しかし性根がとことんいやしく出来ているので、タダ飯とあらば全部いただきやしょう残せば失礼ってもんだ主義であるから、まあ塩焼きなので大丈夫だろうと口にしたのである。
これが美味かった。厚い身の中央に走る脂身の部分がこってりとして、白い身の部分に伝わりいかにも脂の乗った魚を食べているいう実感を得たのである。
他の人の話を聞くとはなしに聞いていると、やはり美味しいの声があって、今時の弁当用とか惣菜の鯖はだいたいがノルウェイ産らしいと。日本近海のものはここまで太っていず脂は乗らないらしいと。
逆にいうとそれは大味ということではないでしょうか、といらんことを口走りそうになったが、近隣住民の皆様につまらないことで目を付けられてもと思い、この際美味けりゃなんでもええわと黙って美味しゅうごさいましたと相成った次第であった。
食後、昼だけあってビールではなくペットボトルのお茶でのごく自然発生的な茶話会という流れになった。
私より年長者たちの話柄である。介護、健康、持病、飲んでいる薬、孫の自慢が一回りも二回りもしている。
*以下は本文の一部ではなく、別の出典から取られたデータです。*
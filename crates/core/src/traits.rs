//! Capability traits for the pipeline's collaborators
//!
//! The trigger pipeline never talks to storage, directories or translation
//! catalogs directly; it consumes them through these interfaces. Implementers
//! live in the surrounding record-management service (or in test fakes).
//!
//! Async capabilities use `async-trait` so they stay object-safe behind
//! `Arc<dyn ...>`.

use crate::error::Result;
use crate::record::{Record, User};
use async_trait::async_trait;
use serde::{Deserialize, Serialize};
use serde_json::Value;

/// Persistence of record state, not implemented by this library
#[async_trait]
pub trait RecordStore: Send + Sync {
    /// Read the record identified by `oid`
    async fn read(&self, oid: &str) -> Result<Record>;

    /// Persist `record` under `oid`, returning the stored state
    async fn write(&self, oid: &str, record: Record) -> Result<Record>;
}

/// Lookup of user accounts by email
#[async_trait]
pub trait UserDirectory: Send + Sync {
    /// Find the account owning `email`, matched case-insensitively
    ///
    /// `Ok(None)` means no such account (the contributor stays pending);
    /// `Err` means the directory itself is unreachable and is fatal to the
    /// enclosing save.
    async fn find_by_email(&self, email: &str) -> Result<Option<User>>;
}

/// A persisted global counter, uniquely identified by `(name, branding)`
#[derive(Debug, Clone, PartialEq, Eq, Serialize, Deserialize)]
pub struct Counter {
    /// Counter name, normally the metadata field it feeds
    pub name: String,

    /// Branding id scoping the counter
    pub branding: String,

    /// Current value
    pub value: i64,
}

/// Persistence of global counters
///
/// The increment is a two-step read-modify-write by construction: the
/// pipeline calls [`find_or_create`](CounterStore::find_or_create) for every
/// configured counter first, then [`update_value`](CounterStore::update_value)
/// with the incremented values. Callers that need stronger guarantees must
/// serialize concurrent increments for the same `(name, branding)` pair.
#[async_trait]
pub trait CounterStore: Send + Sync {
    /// Fetch the counter, creating it with value `0` on first reference
    async fn find_or_create(&self, name: &str, branding: &str) -> Result<Counter>;

    /// Persist a new value for the counter
    async fn update_value(&self, name: &str, branding: &str, value: i64) -> Result<()>;
}

/// Translation-key lookup for counter prefixes
pub trait Translator: Send + Sync {
    /// Resolve `key` to localized text
    fn translate(&self, key: &str) -> String;
}

/// Boolean gate controlling whether a conditional hook runs
pub trait TriggerCondition: Send + Sync {
    /// Evaluate the condition against the event
    fn evaluate(&self, oid: &str, record: &Record, options: &Value) -> bool;
}
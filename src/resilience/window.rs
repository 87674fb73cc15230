//! Fixed-capacity outcome window.
//!
//! # Responsibilities
//! - Keep the last N outcome tags in arrival order
//! - Evict the oldest tag on overflow
//! - Answer "what share of the buffered calls failed?" in O(1)

use std::collections::VecDeque;

use crate::resilience::outcome::OutcomeKind;

/// Ring buffer of the most recent outcome tags.
#[derive(Debug, Clone)]
pub struct SlidingWindow {
    entries: VecDeque<OutcomeKind>,
    capacity: usize,
    failures: usize,
}

impl SlidingWindow {
    /// Create an empty window. A capacity of zero is treated as one.
    pub fn new(capacity: usize) -> Self {
        let capacity = capacity.max(1);
        Self {
            entries: VecDeque::with_capacity(capacity),
            capacity,
            failures: 0,
        }
    }

    /// Append a tag, evicting the oldest one when full.
    pub fn push(&mut self, kind: OutcomeKind) {
        if self.entries.len() == self.capacity {
            if let Some(OutcomeKind::Failure) = self.entries.pop_front() {
                self.failures -= 1;
            }
        }
        if kind == OutcomeKind::Failure {
            self.failures += 1;
        }
        self.entries.push_back(kind);
    }

    pub fn len(&self) -> usize {
        self.entries.len()
    }

    pub fn is_empty(&self) -> bool {
        self.entries.is_empty()
    }

    /// Number of failure tags currently buffered.
    pub fn failures(&self) -> usize {
        self.failures
    }

    /// Failure percentage (0.0 to 100.0) over the buffered tags, `None` when empty.
    pub fn failure_rate(&self) -> Option<f32> {
        if self.is_empty() {
            return None;
        }
        Some(self.failures as f32 * 100.0 / self.entries.len() as f32)
    }

    pub fn clear(&mut self) {
        self.entries.clear();
        self.failures = 0;
    }
}

#[cfg(test)]
mod tests {
    use super::*;
    use OutcomeKind::{Failure, Success};

    #[test]
    fn test_empty_window_has_no_rate() {
        let window = SlidingWindow::new(5);
        assert!(window.is_empty());
        assert_eq!(window.failure_rate(), None);
    }

    #[test]
    fn test_failure_rate() {
        let mut window = SlidingWindow::new(5);
        for kind in [Success, Success, Failure, Failure, Failure] {
            window.push(kind);
        }
        assert_eq!(window.len(), 5);
        assert_eq!(window.failures(), 3);
        assert_eq!(window.failure_rate(), Some(60.0));
    }

    #[test]
    fn test_oldest_entry_evicted() {
        let mut window = SlidingWindow::new(3);
        window.push(Failure);
        window.push(Success);
        window.push(Success);
        assert_eq!(window.failures(), 1);

        // The leading failure falls out of the window.
        window.push(Success);
        assert_eq!(window.len(), 3);
        assert_eq!(window.failures(), 0);
        assert_eq!(window.failure_rate(), Some(0.0));
    }

    #[test]
    fn test_clear() {
        let mut window = SlidingWindow::new(2);
        window.push(Failure);
        window.clear();
        assert!(window.is_empty());
        assert_eq!(window.failures(), 0);
        window.push(Success);
        assert_eq!(window.failure_rate(), Some(0.0));
    }

    #[test]
    fn test_zero_capacity_clamped() {
        let mut window = SlidingWindow::new(0);
        window.push(Failure);
        window.push(Success);
        assert_eq!(window.len(), 1);
        assert_eq!(window.failure_rate(), Some(0.0));
    }
}
//! Time sources and sleeping.
//!
//! The breaker reads a [`Clock`] to decide when an open circuit may probe again,
//! the retry executor awaits a [`Sleeper`] between attempts. Production code uses
//! [`SystemClock`] and [`TokioSleeper`]; the manual variants make tests deterministic.

use std::fmt;
use std::future::Future;
use std::sync::{Arc, Mutex};
use std::time::{Duration, Instant};

/// Monotonic time source.
pub trait Clock: Send + Sync + fmt::Debug {
    fn now(&self) -> Instant;
}

#[derive(Debug, Default, Clone, Copy)]
pub struct SystemClock;

impl Clock for SystemClock {
    fn now(&self) -> Instant {
        Instant::now()
    }
}

/// Clock that only moves when told to.
#[derive(Debug, Clone)]
pub struct ManualClock {
    origin: Instant,
    offset: Arc<Mutex<Duration>>,
}

impl ManualClock {
    pub fn new() -> Self {
        Self {
            origin: Instant::now(),
            offset: Arc::new(Mutex::new(Duration::ZERO)),
        }
    }

    pub fn advance(&self, by: Duration) {
        let mut offset = self.offset.lock().unwrap_or_else(|e| e.into_inner());
        *offset += by;
    }
}

impl Default for ManualClock {
    fn default() -> Self {
        Self::new()
    }
}

impl Clock for ManualClock {
    fn now(&self) -> Instant {
        let offset = *self.offset.lock().unwrap_or_else(|e| e.into_inner());
        self.origin + offset
    }
}

/// Suspends the calling task between retry attempts.
pub trait Sleeper: Send + Sync {
    fn sleep(&self, duration: Duration) -> impl Future<Output = ()> + Send;
}

#[derive(Debug, Default, Clone, Copy)]
pub struct TokioSleeper;

impl Sleeper for TokioSleeper {
    fn sleep(&self, duration: Duration) -> impl Future<Output = ()> + Send {
        tokio::time::sleep(duration)
    }
}

/// Returns immediately and remembers every requested pause.
#[derive(Debug, Default, Clone)]
pub struct RecordingSleeper {
    delays: Arc<Mutex<Vec<Duration>>>,
}

impl RecordingSleeper {
    pub fn new() -> Self {
        Self::default()
    }

    pub fn delays(&self) -> Vec<Duration> {
        self.delays.lock().unwrap_or_else(|e| e.into_inner()).clone()
    }
}

impl Sleeper for RecordingSleeper {
    fn sleep(&self, duration: Duration) -> impl Future<Output = ()> + Send {
        self.delays
            .lock()
            .unwrap_or_else(|e| e.into_inner())
            .push(duration);
        std::future::ready(())
    }
}
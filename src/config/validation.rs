//! Configuration validation.
//!
//! # Responsibilities
//! - Semantic validation (serde handles syntactic)
//! - Validate value ranges (attempts, thresholds, window sizes)
//! - Validate addresses and the upstream URL
//!
//! # Design Decisions
//! - Returns all validation errors, not just first
//! - Validation is pure function: AppConfig → Result<(), Vec<ValidationError>>
//! - Range rules for retry/breaker settings come from the resilience types themselves

use std::net::SocketAddr;
use std::time::Duration;
use thiserror::Error;
use url::Url;

use crate::config::schema::AppConfig;
use crate::resilience::PolicyError;

/// A single semantic problem in the configuration.
#[derive(Debug, Clone, PartialEq, Error)]
pub enum ValidationError {
    #[error("{field}: invalid socket address '{value}'")]
    InvalidAddress { field: &'static str, value: String },

    #[error("upstream.url: {0}")]
    InvalidUrl(String),

    #[error("{field} must be greater than zero")]
    ZeroTimeout { field: &'static str },

    #[error(
        "listener.request_timeout_ms ({listener_ms}) is shorter than the longest guarded call ({required_ms} ms)"
    )]
    TimeoutTooShort { listener_ms: u64, required_ms: u64 },

    #[error("{section}: {source}")]
    Policy {
        section: &'static str,
        source: PolicyError,
    },
}

pub fn validate_config(config: &AppConfig) -> Result<(), Vec<ValidationError>> {
    let mut errors = Vec::new();

    if config.listener.bind_address.parse::<SocketAddr>().is_err() {
        errors.push(ValidationError::InvalidAddress {
            field: "listener.bind_address",
            value: config.listener.bind_address.clone(),
        });
    }
    if config.listener.request_timeout_ms == 0 {
        errors.push(ValidationError::ZeroTimeout {
            field: "listener.request_timeout_ms",
        });
    }

    match Url::parse(&config.upstream.url) {
        Ok(url) if url.scheme() == "http" || url.scheme() == "https" => {}
        Ok(url) => errors.push(ValidationError::InvalidUrl(format!(
            "unsupported scheme '{}'",
            url.scheme()
        ))),
        Err(e) => errors.push(ValidationError::InvalidUrl(e.to_string())),
    }
    if config.upstream.connect_timeout_ms == 0 {
        errors.push(ValidationError::ZeroTimeout {
            field: "upstream.connect_timeout_ms",
        });
    }
    if config.upstream.request_timeout_ms == 0 {
        errors.push(ValidationError::ZeroTimeout {
            field: "upstream.request_timeout_ms",
        });
    }

    match config.retry.to_policy() {
        Ok(policy) => {
            // An admitted call must be able to finish its whole retry sequence.
            let per_attempt = Duration::from_millis(config.upstream.request_timeout_ms);
            let required_ms = policy.worst_case_duration(per_attempt).as_millis() as u64;
            if config.listener.request_timeout_ms > 0
                && config.listener.request_timeout_ms < required_ms
            {
                errors.push(ValidationError::TimeoutTooShort {
                    listener_ms: config.listener.request_timeout_ms,
                    required_ms,
                });
            }
        }
        Err(source) => errors.push(ValidationError::Policy {
            section: "retry",
            source,
        }),
    }
    if let Err(source) = config.circuit_breaker.to_breaker_config().validate() {
        errors.push(ValidationError::Policy {
            section: "circuit_breaker",
            source,
        });
    }

    if config.observability.metrics_enabled
        && config.observability.metrics_address.parse::<SocketAddr>().is_err()
    {
        errors.push(ValidationError::InvalidAddress {
            field: "observability.metrics_address",
            value: config.observability.metrics_address.clone(),
        });
    }

    if errors.is_empty() {
        Ok(())
    } else {
        Err(errors)
    }
}

#[cfg(test)]
mod tests {
    use super::*;

    #[test]
    fn test_default_config_is_valid() {
        assert!(validate_config(&AppConfig::default()).is_ok());
    }

    #[test]
    fn test_collects_all_errors() {
        let mut config = AppConfig::default();
        config.listener.bind_address = "not-an-address".into();
        config.upstream.url = "ftp://example.com".into();
        config.upstream.request_timeout_ms = 0;
        config.circuit_breaker.failure_rate_threshold = 150.0;

        let errors = validate_config(&config).unwrap_err();
        assert_eq!(errors.len(), 4);
        assert!(errors.contains(&ValidationError::Policy {
            section: "circuit_breaker",
            source: PolicyError::InvalidFailureRateThreshold(150.0),
        }));
        assert_eq!(
            errors[1].to_string(),
            "upstream.url: unsupported scheme 'ftp'"
        );
    }

    #[test]
    fn test_listener_timeout_covers_retry_sequence() {
        let mut config = AppConfig::default();
        // 3 attempts x 5000ms + 2 x 500ms pauses.
        config.listener.request_timeout_ms = 15_999;
        assert_eq!(
            validate_config(&config).unwrap_err(),
            vec![ValidationError::TimeoutTooShort {
                listener_ms: 15_999,
                required_ms: 16_000,
            }]
        );

        config.listener.request_timeout_ms = 16_000;
        assert!(validate_config(&config).is_ok());

        config.retry.max_attempts = 1;
        config.listener.request_timeout_ms = 5_000;
        assert!(validate_config(&config).is_ok());
    }

    #[test]
    fn test_metrics_address_checked_only_when_enabled() {
        let mut config = AppConfig::default();
        config.observability.metrics_address = "bogus".into();
        assert!(validate_config(&config).is_ok());

        config.observability.metrics_enabled = true;
        assert!(validate_config(&config).is_err());
    }
}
いい加減うんざりしてきて、「マナーモードにしているスマホに突然かかってきた電話に慌てて出る」体(てい)の小芝居を演じ、中座を詫びて集会場となっている一室から脱出したのでである。
近所のスーパーに行き、ノルウェイの鯖を見つけようとしたが、近海産のものばかりだった。たしかに小さくて身も薄い。なるほどな。
蕁麻疹は今のところ出ず。病は気からという、出るぞ蕁麻疹出るそと思っているから出るのではないか。だいたいが鯖を食べてなんともない方が圧倒的に多かったのだから、鯖アレルギーでもなんでもないのだ。
ということは私は今時稀なるノンアレルギー体質、何を食っても腐ったものでない限り当たらないという幸せ者である。口いやしきことは良きことであるのだ。